During the interview with Robert Dussey, Benjamin Netanyahou said that his country was excited to participate in the Summit as a great accelerator of development for relations between Israel and the African continent. In addition, he praised president Gnassingbé for his contributions to the israelo-africain reconciliation and his loyal friendship.
‘ The ambition of president Faure Gnassingbé is to meet all of Africa in Lomé to define the contours of a new partnership between Africa and Israel. This Summit will allow to draw the borders of the rebirth of the historic relationship between our continent and the Jewish State ‘, stressed the head of Togolese diplomacy.

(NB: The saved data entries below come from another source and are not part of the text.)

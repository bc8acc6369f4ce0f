//! # API Facade
//!
//! A thin facade over the command layer and the single entry point for all
//! bookstall operations. It dispatches to command functions and returns
//! structured `Result<CmdResult>` values; it never prints and it holds no
//! business logic of its own.
//!
//! `BookstallApi<S: BookStore>` is generic over the storage backend:
//! production wires in `FileStore`, tests use `MemoryStore`, and the inert
//! `CloudStore` slots in unchanged.

use crate::commands;
use crate::error::Result;
use crate::inventory::Inventory;
use crate::payment::PaymentMethod;
use crate::store::BookStore;
use std::path::Path;

pub struct BookstallApi<S: BookStore> {
    inventory: Inventory<S>,
}

impl<S: BookStore> BookstallApi<S> {
    /// Wire up an API over the given store and canonical resource name
    /// (for `FileStore`, the inventory file path).
    pub fn new(store: S, resource: impl Into<String>) -> Self {
        Self {
            inventory: Inventory::new(store, resource),
        }
    }

    /// Merge the persisted inventory into memory.
    pub fn load_inventory(&mut self) -> Result<commands::CmdResult> {
        commands::load::run(&mut self.inventory)
    }

    /// Add books, merge the persisted inventory, persist, and list.
    pub fn add_books(&mut self, new_books: &[commands::NewBook]) -> Result<commands::CmdResult> {
        commands::add::run(&mut self.inventory, new_books)
    }

    pub fn list_books(&self) -> Result<commands::CmdResult> {
        commands::list::run(&self.inventory)
    }

    pub fn restock(&mut self, title: &str, delta: i32) -> Result<commands::CmdResult> {
        commands::restock::run(&mut self.inventory, title, delta)
    }

    pub fn sell(&mut self, title: &str) -> Result<commands::CmdResult> {
        commands::sell::run(&mut self.inventory, title)
    }

    pub fn buy(
        &mut self,
        payment: &dyn PaymentMethod,
        customer: &str,
        title: &str,
    ) -> Result<commands::CmdResult> {
        commands::buy::run(&mut self.inventory, payment, customer, title)
    }

    pub fn config(&self, config_dir: &Path, action: ConfigAction) -> Result<commands::CmdResult> {
        commands::config::run(config_dir, action)
    }
}

pub use crate::commands::config::ConfigAction;
pub use crate::commands::{CmdMessage, CmdResult, MessageLevel, NewBook, PurchaseOutcome};

#[cfg(test)]
mod tests {
    use super::*;
    use crate::payment::CashPayment;
    use crate::store::memory::MemoryStore;
    use rust_decimal_macros::dec;

    #[test]
    fn add_then_sell_through_the_facade() {
        let mut api = BookstallApi::new(MemoryStore::new(), "inventory.txt");

        api.add_books(&[NewBook::new(
            "Dune".into(),
            "Herbert".into(),
            dec!(15.50),
            2,
        )])
        .unwrap();
        let result = api.buy(&CashPayment, "Paul", "Dune").unwrap();

        assert_eq!(result.purchase, Some(PurchaseOutcome::Bought));
        let listed = api.list_books().unwrap().listed_books;
        assert_eq!(listed[0].quantity, 1);
    }
}
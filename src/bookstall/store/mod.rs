//! # Storage Layer
//!
//! This module defines the storage abstraction for bookstall. The
//! [`BookStore`] trait allows the inventory service to work with different
//! persistence backends.
//!
//! ## Implementations
//!
//! - [`fs::FileStore`]: Production flat-file storage
//!   - One book per line: `index,title,author,price,quantity`
//!   - The leading index is a row counter regenerated on every save and
//!     discarded on load; it is not a stable identifier
//! - [`cloud::CloudStore`]: Inert stand-in for a remote store
//!   - `save` does nothing, `load` always yields an empty report
//! - [`memory::MemoryStore`]: In-memory storage for testing
//!   - No persistence
//!   - Fast, isolated test execution
//!
//! ## Resource Names
//!
//! Every operation takes a resource name (for `FileStore`, the file path).
//! The inventory service holds a single canonical resource it saves to and
//! loads from.
//!
//! ## Failure Semantics
//!
//! A missing resource on load is not an error: `load` returns an empty
//! [`LoadReport`] and the program continues with its in-memory state. Any
//! other I/O failure surfaces as an `Err`, which the command layer
//! downgrades to a warning message, so no storage problem is ever fatal.
//! Malformed lines are skipped individually and reported via
//! [`LoadReport::skipped`] rather than aborting the parse.

use crate::error::Result;
use crate::model::Book;

pub mod cloud;
pub mod fs;
pub mod memory;

/// A line the decoder could not turn into a [`Book`].
#[derive(Debug, Clone)]
pub struct SkippedLine {
    /// 1-based line number within the resource.
    pub number: usize,
    pub reason: String,
}

/// Outcome of a `load` operation: the decoded books plus any lines that
/// were skipped as malformed.
#[derive(Debug, Default)]
pub struct LoadReport {
    pub books: Vec<Book>,
    pub skipped: Vec<SkippedLine>,
}

/// Abstract interface for inventory persistence.
pub trait BookStore {
    /// Save the full list of books to the named resource, replacing any
    /// prior content.
    fn save(&mut self, books: &[Book], resource: &str) -> Result<()>;

    /// Load all books found at the named resource. An absent resource
    /// yields an empty report, never an error.
    fn load(&self, resource: &str) -> Result<LoadReport>;
}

The Israeli Prime Minister eager to diversify its alliances, toured official last July that led him in Uganda, Ethiopia, the Kenya and Rwanda. First visit of an Israeli leader for 30 years.
During this trip, Netanyahu said ‘Israel returned to Africa and Africa returned to Israel’.
This diplomatic momentum continued at an accelerated pace: in late July, Jerusalem announced the restoration of diplomatic relations with Guinea while talks were committed with Chad, Muslim country located in the Sahel, strategic front against jihadism.
In addition, sourced information and credible State of informal channels are discussed with Sudan and Somalia.
Conditions for a close dialogue between Israel and Africa are now met through or as a result of the geostrategic context and economic imperatives.
‘ Israel has the solutions to the problems of Africa. If this country is not the only country has master the technologies needed by the continent, it is the most dynamic ‘, said Faure Gnassingbé during a high-level meeting in New York with Benjamin Netanyahu and other African leaders, including Paul Kagame of Rwanda in September 2016.
Israel, no offense to the captious, is the fruit of a struggle for national liberation and the nation-State a people who have been hit hard by history.
In fact, Israel is able to dialogue and to cooperate in a spirit of brotherhood and mutual understanding with the martyred people of the continent.
So this opportunity to help Africa’s renaissance would allow Israel to follow the biblical injunction to be ‘A light unto the Nations’.
‘ Among the despair of peoples, which, so far, is remained intractable, and including the tragedy cannot be understood fully by a Jew, there is another equally important issue, that of Africa (…) And although some will find fault, I said that when I have been witness to the redemption of the Jewish people, my people, I could then only wish the redemption of the peoples of Africa.’, said Theodore Herzl, the father of Zionism in 1897.
More than a century later, the Africa-Israel Summit is a form of tribute and the beginning of a new era for the African continent.